*** EXCERPTED DATA ***
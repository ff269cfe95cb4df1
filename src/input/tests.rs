use super::*;
use crate::canvas::{Canvas, Position};
use crate::draw::{DrawCommand, RecordingRenderer};
use crate::util::{Point, Size, SurfaceSize};

fn create_test_canvas() -> Canvas<RecordingRenderer> {
    Canvas::with_defaults(RecordingRenderer::default(), SurfaceSize::new(800.0, 600.0))
}

fn rect(canvas: &mut Canvas<RecordingRenderer>, x: f64, y: f64, size: f64, fixed: bool) -> u64 {
    canvas
        .draw_rect("#808080", Position::at(x, y), Size::new(size, size), fixed)
        .unwrap()
        .id
}

fn position_of(canvas: &Canvas<RecordingRenderer>, id: u64) -> (f64, f64) {
    let element = canvas.element(id).unwrap();
    (element.x, element.y)
}

#[test]
fn test_pointer_down_picks_highest_zindex() {
    let mut canvas = create_test_canvas();
    rect(&mut canvas, 0.0, 0.0, 200.0, false);
    let low = rect(&mut canvas, 0.0, 0.0, 100.0, false);
    rect(&mut canvas, 400.0, 400.0, 10.0, false);
    rect(&mut canvas, 500.0, 500.0, 10.0, false);
    let high = rect(&mut canvas, 0.0, 0.0, 100.0, false);

    assert_eq!(canvas.element(low).unwrap().zindex, 2);
    assert_eq!(canvas.element(high).unwrap().zindex, 5);

    canvas.on_pointer_down(Point::new(50.0, 50.0));
    assert_eq!(canvas.active_element_id(), Some(high));
    assert_eq!(
        canvas.drag_state(),
        DragState::Dragging {
            element_id: high,
            anchor: Point::new(50.0, 50.0)
        }
    );
}

#[test]
fn test_fixed_element_blocks_selection_beneath() {
    let mut canvas = create_test_canvas();
    let movable = rect(&mut canvas, 0.0, 0.0, 200.0, false);
    rect(&mut canvas, 0.0, 0.0, 100.0, true);

    canvas.on_pointer_down(Point::new(10.0, 10.0));
    assert!(canvas.active_element().is_none());
    assert_eq!(canvas.drag_state(), DragState::Idle);

    // outside the fixed element the movable one is reachable
    canvas.on_pointer_down(Point::new(150.0, 150.0));
    assert_eq!(canvas.active_element_id(), Some(movable));
}

#[test]
fn test_pointer_down_on_fixed_clears_previous_selection() {
    let mut canvas = create_test_canvas();
    let movable = rect(&mut canvas, 0.0, 0.0, 50.0, false);
    rect(&mut canvas, 100.0, 100.0, 50.0, true);

    canvas.on_pointer_down(Point::new(10.0, 10.0));
    assert_eq!(canvas.active_element_id(), Some(movable));

    canvas.on_pointer_down(Point::new(120.0, 120.0));
    assert_eq!(canvas.active_element_id(), None);
}

#[test]
fn test_pointer_down_on_empty_space_clears_selection() {
    let mut canvas = create_test_canvas();
    let id = rect(&mut canvas, 0.0, 0.0, 50.0, false);
    canvas.on_pointer_down(Point::new(10.0, 10.0));
    assert_eq!(canvas.active_element_id(), Some(id));

    canvas.on_pointer_down(Point::new(700.0, 500.0));
    assert_eq!(canvas.active_element_id(), None);
    assert_eq!(canvas.drag_state(), DragState::Idle);
}

#[test]
fn test_drag_translates_by_delta_from_anchor() {
    let mut canvas = create_test_canvas();
    let id = rect(&mut canvas, 0.0, 0.0, 50.0, false);

    canvas.on_pointer_down(Point::new(10.0, 10.0));
    assert!(canvas.on_pointer_move(Point::new(15.0, 12.0)));
    assert_eq!(position_of(&canvas, id), (5.0, 2.0));
    assert_eq!(
        canvas.drag_state(),
        DragState::Dragging {
            element_id: id,
            anchor: Point::new(15.0, 12.0)
        }
    );

    assert!(canvas.on_pointer_move(Point::new(20.0, 10.0)));
    assert_eq!(position_of(&canvas, id), (10.0, 0.0));
}

#[test]
fn test_drag_redraws_selection_outline_at_new_position() {
    let mut canvas = create_test_canvas();
    rect(&mut canvas, 0.0, 0.0, 50.0, false);

    canvas.on_pointer_down(Point::new(10.0, 10.0));
    canvas.on_pointer_move(Point::new(30.0, 40.0));

    let frame = canvas.renderer().last_frame();
    assert!(matches!(frame.first(), Some(DrawCommand::Clear { .. })));
    assert!(matches!(
        frame.last(),
        Some(DrawCommand::StrokeRect { x, y, width, line_width, .. })
            if *x == 20.0 && *y == 30.0 && *width == 50.0 && *line_width == 1.0
    ));
}

#[test]
fn test_move_while_idle_is_noop() {
    let mut canvas = create_test_canvas();
    let id = rect(&mut canvas, 0.0, 0.0, 50.0, false);

    assert!(!canvas.on_pointer_move(Point::new(30.0, 30.0)));
    assert_eq!(position_of(&canvas, id), (0.0, 0.0));
}

#[test]
fn test_pointer_up_stops_drag_but_keeps_selection() {
    let mut canvas = create_test_canvas();
    let id = rect(&mut canvas, 0.0, 0.0, 50.0, false);

    canvas.on_pointer_down(Point::new(10.0, 10.0));
    canvas.on_pointer_up();
    assert_eq!(canvas.drag_state(), DragState::Idle);
    assert_eq!(canvas.active_element_id(), Some(id));

    assert!(!canvas.on_pointer_move(Point::new(40.0, 40.0)));
    assert_eq!(position_of(&canvas, id), (0.0, 0.0));
}

#[test]
fn test_drag_off_surface_keeps_anchor() {
    let mut canvas = create_test_canvas();
    let id = rect(&mut canvas, 0.0, 0.0, 50.0, false);

    canvas.on_pointer_down(Point::new(10.0, 10.0));
    assert!(!canvas.on_pointer_move(Point::new(900.0, 10.0)));
    assert_eq!(position_of(&canvas, id), (0.0, 0.0));

    assert!(canvas.on_pointer_move(Point::new(20.0, 10.0)));
    assert_eq!(position_of(&canvas, id), (10.0, 0.0));
}

#[test]
fn test_erasing_dragged_element_returns_to_idle() {
    let mut canvas = create_test_canvas();
    let id = rect(&mut canvas, 0.0, 0.0, 50.0, false);

    canvas.on_pointer_down(Point::new(10.0, 10.0));
    canvas.erase(id).unwrap();
    assert_eq!(canvas.drag_state(), DragState::Idle);
    assert!(canvas.active_element().is_none());
    assert!(!canvas.on_pointer_move(Point::new(20.0, 20.0)));
}

#[test]
fn test_handle_pointer_routes_touch_events() {
    let mut canvas = create_test_canvas();
    let id = rect(&mut canvas, 0.0, 0.0, 50.0, false);

    canvas.handle_pointer(&PointerEvent::touch(
        PointerPhase::Down,
        vec![Point::new(5.0, 5.0)],
    ));
    canvas.handle_pointer(&PointerEvent::touch(
        PointerPhase::Move,
        vec![Point::new(8.0, 9.0), Point::new(200.0, 200.0)],
    ));
    canvas.handle_pointer(&PointerEvent::touch(PointerPhase::Up, vec![]));

    assert_eq!(position_of(&canvas, id), (3.0, 4.0));
    assert_eq!(canvas.drag_state(), DragState::Idle);
}

#[test]
fn test_handle_pointer_ignores_touch_without_points() {
    let mut canvas = create_test_canvas();
    let id = rect(&mut canvas, 0.0, 0.0, 50.0, false);

    canvas.handle_pointer(&PointerEvent::mouse(PointerPhase::Down, 5.0, 5.0));
    canvas.handle_pointer(&PointerEvent::touch(PointerPhase::Move, vec![]));
    assert_eq!(position_of(&canvas, id), (0.0, 0.0));
    assert!(matches!(canvas.drag_state(), DragState::Dragging { .. }));
}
*** End of EXCERPTED DATA ***
▶ **DESCRIPTION OF THE TASK**
Would you output all the records above exactly as written?

▶ **ANSWER TO THIS PROBLEM**
repository ff269cfe95cb4df1
filename src/input/tests.rs
use super::*;
use crate::canvas::{Canvas, Position};
use crate::draw::{DrawCommand, RecordingRenderer};
use crate::util::{Point, Size, SurfaceSize};

fn create_test_canvas() -> Canvas<RecordingRenderer> {
    Canvas::with_defaults(RecordingRenderer::default(), SurfaceSize::new(800.0, 600.0))
}

fn rect(canvas: &mut Canvas<RecordingRenderer>, x: f64, y: f64, size: f64, fixed: bool) -> u64 {
    canvas
        .draw_rect("#808080", Position::at(x, y), Size::new(size, size), fixed)
        .unwrap()
        .id
}

fn position_of(canvas: &Canvas<RecordingRenderer>, id: u64) -> (f64, f64) {
    let element = canvas.element(id).unwrap();
    (element.x, element.y)
}

#[test]
fn test_pointer_down_picks_highest_zindex() {
    let mut canvas = create_test_canvas();
    rect(&mut canvas, 0.0, 0.0, 200.0, false);
    let low = rect(&mut canvas, 0.0, 0.0, 100.0, false);
    rect(&mut canvas, 400.0, 400.0, 10.0, false);
    rect(&mut canvas, 500.0, 500.0, 10.0, false);
    let high = rect(&mut canvas, 0.0, 0.0, 100.0, false);

    assert_eq!(canvas.element(low).unwrap().zindex, 2);
    assert_eq!(canvas.element(high).unwrap().zindex, 5);

    canvas.on_pointer_down(Point::new(50.0, 50.0));
    assert_eq!(canvas.active_element_id(), Some(high));
    assert_eq!(
        canvas.drag_state(),
        DragState::Dragging {
            element_id: high,
            anchor: Point::new(50.0, 50.0)
        }
    );
}

#[test]
fn test_fixed_element_blocks_selection_beneath() {
    let mut canvas = create_test_canvas();
    let movable = rect(&mut canvas, 0.0, 0.0, 200.0, false);
    rect(&mut canvas, 0.0, 0.0, 100.0, true);

    canvas.on_pointer_down(Point::new(10.0, 10.0));
    assert!(canvas.active_element().is_none());
    assert_eq!(canvas.drag_state(), DragState::Idle);

    // outside the fixed element the movable one is reachable
    canvas.on_pointer_down(Point::new(150.0, 150.0));
    assert_eq!(canvas.active_element_id(), Some(movable));
}

#[test]
fn test_pointer_down_on_fixed_clears_previous_selection() {
    let mut canvas = create_test_canvas();
    let movable = rect(&mut canvas, 0.0, 0.0, 50.0, false);
    rect(&mut canvas, 100.0, 100.0, 50.0, true);

    canvas.on_pointer_down(Point::new(10.0, 10.0));
    assert_eq!(canvas.active_element_id(), Some(movable));

    canvas.on_pointer_down(Point::new(120.0, 120.0));
    assert_eq!(canvas.active_element_id(), None);
}

#[test]
fn test_pointer_down_on_empty_space_clears_selection() {
    let mut canvas = create_test_canvas();
    let id = rect(&mut canvas, 0.0, 0.0, 50.0, false);
    canvas.on_pointer_down(Point::new(10.0, 10.0));
    assert_eq!(canvas.active_element_id(), Some(id));

    canvas.on_pointer_down(Point::new(700.0, 500.0));
    assert_eq!(canvas.active_element_id(), None);
    assert_eq!(canvas.drag_state(), DragState::Idle);
}

#[test]
fn test_drag_translates_by_delta_from_anchor() {
    let mut canvas = create_test_canvas();
    let id = rect(&mut canvas, 0.0, 0.0, 50.0, false);

    canvas.on_pointer_down(Point::new(10.0, 10.0));
    assert!(canvas.on_pointer_move(Point::new(15.0, 12.0)));
    assert_eq!(position_of(&canvas, id), (5.0, 2.0));
    assert_eq!(
        canvas.drag_state(),
        DragState::Dragging {
            element_id: id,
            anchor: Point::new(15.0, 12.0)
        }
    );

    assert!(canvas.on_pointer_move(Point::new(20.0, 10.0)));
    assert_eq!(position_of(&canvas, id), (10.0, 0.0));
}

#[test]
fn test_drag_redraws_selection_outline_at_new_position() {
    let mut canvas = create_test_canvas();
    rect(&mut canvas, 0.0, 0.0, 50.0, false);

    canvas.on_pointer_down(Point::new(10.0, 10.0));
    canvas.on_pointer_move(Point::new(30.0, 40.0));

    let frame = canvas.renderer().last_frame();
    assert!(matches!(frame.first(), Some(DrawCommand::Clear { .. })));
    assert!(matches!(
        frame.last(),
        Some(DrawCommand::StrokeRect { x, y, width, line_width, .. })
            if *x == 20.0 && *y == 30.0 && *width == 50.0 && *line_width == 1.0
    ));
}

#[test]
fn test_move_while_idle_is_noop() {
    let mut canvas = create_test_canvas();
    let id = rect(&mut canvas, 0.0, 0.0, 50.0, false);

    assert!(!canvas.on_pointer_move(Point::new(30.0, 30.0)));
    assert_eq!(position_of(&canvas, id), (0.0, 0.0));
}

#[test]
fn test_pointer_up_stops_drag_but_keeps_selection() {
    let mut canvas = create_test_canvas();
    let id = rect(&mut canvas, 0.0, 0.0, 50.0, false);

    canvas.on_pointer_down(Point::new(10.0, 10.0));
    canvas.on_pointer_up();
    assert_eq!(canvas.drag_state(), DragState::Idle);
    assert_eq!(canvas.active_element_id(), Some(id));

    assert!(!canvas.on_pointer_move(Point::new(40.0, 40.0)));
    assert_eq!(position_of(&canvas, id), (0.0, 0.0));
}

#[test]
fn test_drag_off_surface_keeps_anchor() {
    let mut canvas = create_test_canvas();
    let id = rect(&mut canvas, 0.0, 0.0, 50.0, false);

    canvas.on_pointer_down(Point::new(10.0, 10.0));
    assert!(!canvas.on_pointer_move(Point::new(900.0, 10.0)));
    assert_eq!(position_of(&canvas, id), (0.0, 0.0));

    assert!(canvas.on_pointer_move(Point::new(20.0, 10.0)));
    assert_eq!(position_of(&canvas, id), (10.0, 0.0));
}

#[test]
fn test_erasing_dragged_element_returns_to_idle() {
    let mut canvas = create_test_canvas();
    let id = rect(&mut canvas, 0.0, 0.0, 50.0, false);

    canvas.on_pointer_down(Point::new(10.0, 10.0));
    canvas.erase(id).unwrap();
    assert_eq!(canvas.drag_state(), DragState::Idle);
    assert!(canvas.active_element().is_none());
    assert!(!canvas.on_pointer_move(Point::new(20.0, 20.0)));
}

#[test]
fn test_handle_pointer_routes_touch_events() {
    let mut canvas = create_test_canvas();
    let id = rect(&mut canvas, 0.0, 0.0, 50.0, false);

    canvas.handle_pointer(&PointerEvent::touch(
        PointerPhase::Down,
        vec![Point::new(5.0, 5.0)],
    ));
    canvas.handle_pointer(&PointerEvent::touch(
        PointerPhase::Move,
        vec![Point::new(8.0, 9.0), Point::new(200.0, 200.0)],
    ));
    canvas.handle_pointer(&PointerEvent::touch(PointerPhase::Up, vec![]));

    assert_eq!(position_of(&canvas, id), (3.0, 4.0));
    assert_eq!(canvas.drag_state(), DragState::Idle);
}

#[test]
fn test_handle_pointer_ignores_touch_without_points() {
    let mut canvas = create_test_canvas();
    let id = rect(&mut canvas, 0.0, 0.0, 50.0, false);

    canvas.handle_pointer(&PointerEvent::mouse(PointerPhase::Down, 5.0, 5.0));
    canvas.handle_pointer(&PointerEvent::touch(PointerPhase::Move, vec![]));
    assert_eq!(position_of(&canvas, id), (0.0, 0.0));
    assert!(matches!(canvas.drag_state(), DragState::Dragging { .. }));
}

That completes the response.